Kalyn Ponga has declared he wants to be like Maroons legend Johnathan Thurston and explained why he feels like a fully fledged Queenslander.
The 21-year-old recalled watching the Maroons in awe of Thurston's magic during the Queensland glory years and how he sought his family’s blessing before committing himself to the state where he spent most of his teenage years after leaving New Zealand.
Ponga would watch Origin with his family, including an uncle who supported NSW, with eyes glued to Thurston’s every move. He then spent several seasons at the Cowboys learning at the master’s feet.
"I remember being a really young fella and my uncle supported the other team," Ponga said.
"I remember being around my old man [Andre] and cousins and watching [Origin]. Growing up in Queensland you get immersed in the culture.

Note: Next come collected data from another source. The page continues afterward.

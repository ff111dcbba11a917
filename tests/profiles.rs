use std::collections::HashMap;
use std::time::Duration;
use turnstile::{ConfigError, KeyStrategy, Profile, ProfileSet, ProfileSettings};

fn lookup(vars: &[(&str, &str)]) -> impl Fn(&str) -> Option<String> {
    let map: HashMap<String, String> =
        vars.iter().map(|(k, v)| (k.to_string(), v.to_string())).collect();
    move |name| map.get(name).cloned()
}

#[test]
fn default_profiles_are_guest_50_auth_5_user_100() {
    let settings = ProfileSettings::from_lookup(|_| None).unwrap();

    assert_eq!(settings.guest.capacity(), 50);
    assert_eq!(settings.auth.capacity(), 5);
    assert_eq!(settings.user.capacity(), 100);
    assert_eq!(settings.guest.window(), Duration::from_secs(60));
    assert_eq!(settings.auth.window(), Duration::from_secs(60));
    assert_eq!(settings.user.window(), Duration::from_secs(60));
}

#[test]
fn each_profile_reads_its_own_variables() {
    let settings = ProfileSettings::from_lookup(lookup(&[
        ("RATE_LIMIT_GUEST_POINTS", "10"),
        ("RATE_LIMIT_GUEST_DURATION", "30"),
        ("RATE_LIMIT_AUTH_POINTS", "2"),
        ("RATE_LIMIT_USER_POINTS", "500"),
        ("RATE_LIMIT_USER_DURATION", "300"),
    ]))
    .unwrap();

    assert_eq!(settings.guest.capacity(), 10);
    assert_eq!(settings.guest.window(), Duration::from_secs(30));
    assert_eq!(settings.auth.capacity(), 2);
    assert_eq!(settings.auth.window(), Duration::from_secs(60));
    assert_eq!(settings.user.capacity(), 500);
    assert_eq!(settings.user.window(), Duration::from_secs(300));
}

#[test]
fn misconfigured_profile_refuses_to_construct() {
    // capacity = 0 is a startup error, never a silent default.
    let err = ProfileSettings::from_lookup(lookup(&[("RATE_LIMIT_USER_POINTS", "0")]))
        .unwrap_err();
    assert_eq!(err, ConfigError::ZeroCapacity);

    let err = ProfileSettings::from_lookup(lookup(&[("RATE_LIMIT_AUTH_DURATION", "banana")]))
        .unwrap_err();
    assert!(matches!(err, ConfigError::InvalidEnvVar { ref name, .. }
        if name == "RATE_LIMIT_AUTH_DURATION"));
}

#[test]
fn profile_set_exposes_one_limiter_per_profile() {
    let set = ProfileSet::new(ProfileSettings::from_lookup(lookup(&[
        ("RATE_LIMIT_GUEST_POINTS", "3"),
        ("RATE_LIMIT_AUTH_POINTS", "1"),
        ("RATE_LIMIT_USER_POINTS", "2"),
    ]))
    .unwrap());

    assert_eq!(set.limiter(Profile::Guest).config().capacity(), 3);
    assert_eq!(set.limiter(Profile::Auth).config().capacity(), 1);
    assert_eq!(set.limiter(Profile::User).config().capacity(), 2);

    // Same key, three independent bucket populations.
    assert!(set.limiter(Profile::Auth).consume("1.2.3.4").is_admitted());
    assert!(!set.limiter(Profile::Auth).consume("1.2.3.4").is_admitted());
    assert!(set.limiter(Profile::Guest).consume("1.2.3.4").is_admitted());
    assert!(set.limiter(Profile::User).consume("1.2.3.4").is_admitted());
}

#[test]
fn guards_use_the_canonical_strategy_per_profile() {
    assert_eq!(Profile::Guest.key_strategy(), KeyStrategy::Ip);
    assert_eq!(Profile::Auth.key_strategy(), KeyStrategy::Ip);
    assert_eq!(Profile::User.key_strategy(), KeyStrategy::PrincipalOrIp);

    let set = ProfileSet::new(ProfileSettings::from_lookup(|_| None).unwrap());
    let guard = set.guard(Profile::Guest);
    assert_eq!(guard.limiter().config().capacity(), 50);
}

"I remember watching JT a lot. I’d watch JT and how he worked off the ball. The work that he did off the ball was inspiring. It is hard to do, but that is what I want to do.
"JT is one of those blokes who doesn't know what he is going to do, he just does it. Learning from him, I was just watching what he was doing rather than him telling me. He is just a freak and does things off the cuff.

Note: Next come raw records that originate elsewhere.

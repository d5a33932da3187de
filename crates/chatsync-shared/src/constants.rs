/// Application name
pub const APP_NAME: &str = "chatsync";

/// Default number of messages requested per history page
pub const DEFAULT_PER_PAGE: u32 = 50;

/// Default typing debounce window in milliseconds
pub const TYPING_DEBOUNCE_MS: u64 = 1000;

/// Maximum attachment size in bytes (50 MiB)
pub const MAX_FILE_SIZE: usize = 50 * 1024 * 1024;

/// Capacity of the connection command and event channels
pub const CHANNEL_CAPACITY: usize = 256;

/// Header carrying the upload token
pub const CSRF_HEADER: &str = "X-CSRFToken";

/// Default chat server HTTP base URL
pub const DEFAULT_SERVER_URL: &str = "http://127.0.0.1:8000";

/// Default room name
pub const DEFAULT_ROOM: &str = "lobby";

"I'd love to be JT, that would be cool. I would love to be half the player that he was."
Ponga, who will play just his third State of Origin game for the Maroons in Perth on Sunday, was in the New Zealand Kiwis’ sights in 2016 after playing two finals games for the Cowboys.

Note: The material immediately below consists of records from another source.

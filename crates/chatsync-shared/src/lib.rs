//! # chatsync-shared
//!
//! Wire protocol shared by every chatsync crate: the JSON frames exchanged
//! over the room websocket, the history page shape returned by the REST
//! API, and the constants both sides agree on.

pub mod constants;
pub mod error;
pub mod protocol;
pub mod types;

pub use error::FrameError;
pub use protocol::{
    ClientFrame, HistoryMessage, HistoryPage, Message, PresenceAction, PresenceFrame, ReadFrame,
    ServerFrame, TypingFrame,
};
pub use types::MessageId;
//! # chatsync-store
//!
//! In-memory state of one chat room as seen by one client session.
//!
//! Nothing here performs I/O or locking. The owning session serializes all
//! access, so every type is a plain struct with `&mut self` mutators that
//! report whether they changed anything.

pub mod cursor;
pub mod messages;
pub mod presence;
pub mod receipts;
pub mod room;

pub use cursor::{FetchStart, PaginationCursor};
pub use messages::MessageStore;
pub use presence::PresenceTracker;
pub use receipts::ReadReceiptTracker;
pub use room::RoomState;
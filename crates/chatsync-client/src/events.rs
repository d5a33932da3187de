//! What the session reports to the render layer.

use std::fmt;

use chatsync_net::CloseReason;
use chatsync_shared::{Message, MessageId};

/// Session lifecycle: `Idle -> Connecting -> Active -> Closed`.
///
/// Any state may move to `Closed`. A closed session is not reused.
#[derive(Debug, Clone, Copy, PartialEq, Eq)]
pub enum SessionState {
    Idle,
    Connecting,
    Active,
    Closed,
}

impl fmt::Display for SessionState {
    fn fmt(&self, f: &mut fmt::Formatter<'_>) -> fmt::Result {
        let name = match self {
            Self::Idle => "idle",
            Self::Connecting => "connecting",
            Self::Active => "active",
            Self::Closed => "closed",
        };
        f.write_str(name)
    }
}

/// Normalized notifications, delivered in the order the underlying frames
/// and fetches were applied to the room state.
#[derive(Debug, Clone, PartialEq, Eq)]
pub enum SessionEvent {
    StateChanged(SessionState),
    /// A live message was appended. `from_self` is set for messages posted
    /// under the local username, which should not raise a notification.
    MessageAppended { message: Message, from_self: bool },
    /// Older messages were inserted at the front, oldest first.
    HistoryPrepended { page: u32, messages: Vec<Message> },
    /// No older pages remain.
    HistoryExhausted,
    /// Someone is typing. Transient; nothing is stored.
    Typing { username: Option<String> },
    /// A new reader was recorded for a message.
    ReadReceipt {
        message_id: MessageId,
        username: String,
    },
    /// Online list after a join or leave.
    PresenceChanged { online: Vec<String> },
    /// The transport closed without `stop()` being called.
    ConnectionLost { reason: CloseReason },
}

/// A message together with its known readers.
#[derive(Debug, Clone, PartialEq, Eq)]
pub struct MessageView {
    pub message: Message,
    pub read_by: Vec<String>,
}

/// Point-in-time copy of everything the session knows about the room.
#[derive(Debug, Clone, PartialEq, Eq)]
pub struct RoomSnapshot {
    pub state: SessionState,
    /// Oldest first.
    pub messages: Vec<MessageView>,
    pub online: Vec<String>,
    pub page: u32,
    pub history_exhausted: bool,
}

"I remember when I was young, when I played my second NRL game, the Kiwis wanted me to go into camp and go on their tour and, based on form, I'd only played two games and I didn't deserve to go," he said.
"I remember having a chat with dad, but I wanted to be picked for a team in the future based on my form knowing that I deserved to be there, not just because someone wanted to snatch me up.
"It would have been easy to pick New Zealand, but I didn't deserve it."
Due to his family connection to New Zealand, a teenage Ponga consulted those closest to him before pledging his allegiance to the Maroons and Australia.
It was a decision he made based on his own sense of belonging and connection to Queensland.
"I had to ask my dad and my uncles and get their permission. I always wanted to play for Queensland,” he said.
"I always felt at home in Australia and wanted to wear the Maroon jersey, but I had to make sure that [family] was right with it and they were right with it. I wasn’t torn. I have a lot of family back in New Zealand and I wanted to make [dad] proud and them proud, and I am doing that now."
It emerged recently that Ponga had fielded a call from Wallabies coach Micheal Cheika to gauge his interest in switching codes and playing rugby union professionally, a sport he played at school in Brisbane.
"That was ages ago. I don’t want to touch on [rugby]. I am here to focus on Queensland and the week that is ahead and the game that is ahead," Ponga said.
In a warning to the Blues, Ponga insists he can improve on his performance at Suncorp Stadium where he delivered two superb cut-out balls to inspire the Maroons' 18-14 win. He is also aiming to build on his combination with five-eighth Cameron Munster.
"I am very excited. I can’t wait to play and get out there again. After winning the last game … the feeling you get from winning you can't describe it," he said.
"The first 10 or 20 minutes [of Origin I] is the fastest footy I have ever played. It was intense but it was good. I felt comfortable being at the back and being in my position.
"My first half probably wasn’t my best half. The first 10 or 20 minutes took it out of me. I was pretty tired. I always wanted to play at the back for Queensland so when I got my opportunity I was ready to take it.
"I want to build on my performance from the last game and get better with my support play. There is always something you can be better at, like directing the boys around. They are the natural things that a fullback does that I can build on again.
"If Cameron [Munster] wants to run the ball, I'm happy for him to run it. If he wants to give me the ball, I'm happy to have it. There are positions I want to put myself in when I want him to give me the ball. I will talk to him about that."
It is fitting that Ponga should be the man of the moment ahead of the clash in Perth as he was born in the mining town of Port Headland in Western Australia.
"My old man has never spoken to me about his work or his stuff in the mines to be honest. I don't know too much,” Ponga said.
"I grew up mostly in New Zealand as a young fella and spent most of my teenage years in Queensland. I don’t know too much about Perth or WA. I’d like to get around and see the place."